F2410 modems operate from an AC power source or a DC power source with a DC voltage of +12 VDC, 1A. The power supplies used with modems when installed in a HF-1, HF-2, or HF-2SS are VERSITRON Model PSAC08 (US) or Model PSAC09 (European) providing 12 VDC, 1A. When installed in a HF-20, the AC150W Power Supply / System Monitor is used to supply power for all FOM II series circuit cards installed into the chassis. The AC150W requires two slots in the HF-20. For power redundancy, two AC150W units are required. Connect the power transformer to the F2410 unit before inserting its plug into an AC power source. No special tools are required. DC power may be used instead of an AC transformer, if available. This requires a 2.5mm socket with positive on the center and common on the concentric, and providing +12 VDC at 1A.

2.4 SWITCH SETTINGS

F2410 modems have one 8-position switch onboard the circuit card. This switch is located near the DB15 connector, as shown in Figure 2. The switch is labeled "SW3" on the circuit card, and is positioned such that the "ON" setting of each of the 8 switch positions is towards the front panel of the circuit card. The settings of the 8 switch positions are as specified in Tables 2 and 3.

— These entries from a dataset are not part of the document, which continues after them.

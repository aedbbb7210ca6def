// In crates/analytics/src/history.rs

use core_types::format::format_currency;
use core_types::{DailyReport, HistoricalFilter, Metrics};
use std::cmp::Ordering;

use crate::types::HistoryRow;

pub const APAC_OVERALL: &str = "APAC Overall";

/// Flattens reports into the rows of the historical view.
///
/// Reports outside the filter's date range are dropped. Each remaining report
/// yields an APAC Overall row plus one row per recap matching the sector
/// filter. Rows are sorted newest date first, APAC before sectors, sectors
/// alphabetically.
pub fn grid_rows(reports: &[DailyReport], filter: &HistoricalFilter) -> Vec<HistoryRow> {
    let mut rows: Vec<HistoryRow> = Vec::new();

    for report in reports.iter().filter(|r| filter.includes_date(r.date)) {
        let apac = &report.apac_comments;
        let commentary = apac.commentary();
        rows.push(HistoryRow {
            id: format!("{}-apac", report.date),
            date: report.date,
            sector: APAC_OVERALL.to_string(),
            market_moves_and_flows: "Overall Comments".to_string(),
            daily_pnl: describe(&apac.metrics()),
            total_pnl: apac.pnl,
            market_commentary: if commentary.is_empty() {
                "No summary provided".to_string()
            } else {
                commentary.to_string()
            },
            submitted_by: "APAC Desk".to_string(),
        });

        for recap in report
            .sector_recaps
            .iter()
            .filter(|r| filter.sector.matches(r.sector))
        {
            rows.push(HistoryRow {
                id: format!("{}-{}", report.date, recap.sector),
                date: report.date,
                sector: recap.sector.label().to_string(),
                market_moves_and_flows: recap.market_moves_and_flows.clone(),
                daily_pnl: describe(&recap.metrics),
                total_pnl: recap.metrics.pnl,
                market_commentary: recap.market_commentary.clone(),
                submitted_by: recap
                    .submitted_by
                    .clone()
                    .unwrap_or_else(|| "Unknown".to_string()),
            });
        }
    }

    rows.sort_by(compare_rows);
    rows
}

fn compare_rows(a: &HistoryRow, b: &HistoryRow) -> Ordering {
    b.date.cmp(&a.date).then_with(|| {
        match (a.sector == APAC_OVERALL, b.sector == APAC_OVERALL) {
            (true, false) => Ordering::Less,
            (false, true) => Ordering::Greater,
            _ => a.sector.to_lowercase().cmp(&b.sector.to_lowercase()),
        }
    })
}

fn describe(metrics: &Metrics) -> String {
    format!(
        "P&L: {}, Risk: {}, Volumes: {}",
        format_currency(metrics.pnl),
        format_currency(metrics.risk),
        format_currency(metrics.volumes)
    )
}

Position 1 on the switch, RCODE, is used to set the protocol for the data received on the E1 link. Position 8, TCODE, likewise is used to set the protocol for the data transmitted on the E1 link. Both of these may be set for AMI or HDB3 protocols. These switches must be set properly prior to operation, and if the encoder or decoder settings do not agree with the input data, the unit may not function properly. Two loopback settings may be changed using switch positions 6 and 7. Position 6, RLOOP, allows for loopback of the copper interface, and Position 7, LLOOP, permits the loopback of the fiber interface. The local loopback is controlled from the front panel of the modem while in operation. Position 2 is not used. Positions 3-5 are set on the basis of the input impedance of the copper interface.

FIGURE 2. CIRCUIT DETAIL SHOWING SWITCH LOCATION

SWITCH 3	NAME	FUNCTION ON	FUNCTION OFF
POSITION 1	RCODE	AMI	HDB3
POSITION 2	NOT USED	N/A	N/A
POSITION 3	LEN 0	Input Impedance Settings: See Table 3.
POSITION 4	LEN 1
POSITION 5	LEN 2
POSITION 6	RLOOP	Remote Loop ON	Remote Loop OFF
POSITION 7	LLOOP	Local Loop ON	Local Loop OFF
POSITION 8	TCODE	AMI	HDB3

TABLE 2. SWITCH SETTINGS

2.4 SWITCH SETTINGS (Cont.)

Positions 3, 4 and 5 of the switch are set based on input impedance. As shown in Table 3, the modem may be configured to handle either 75Ω or 120Ω impedances. Two jumpers must also be set for the input impedance. Jumpers JP7 and JP8 must tie together pins 1 and 2 for 75Ω inputs and JP7 and JP8 must tie together pins 2 and 3 for 120Ω inputs.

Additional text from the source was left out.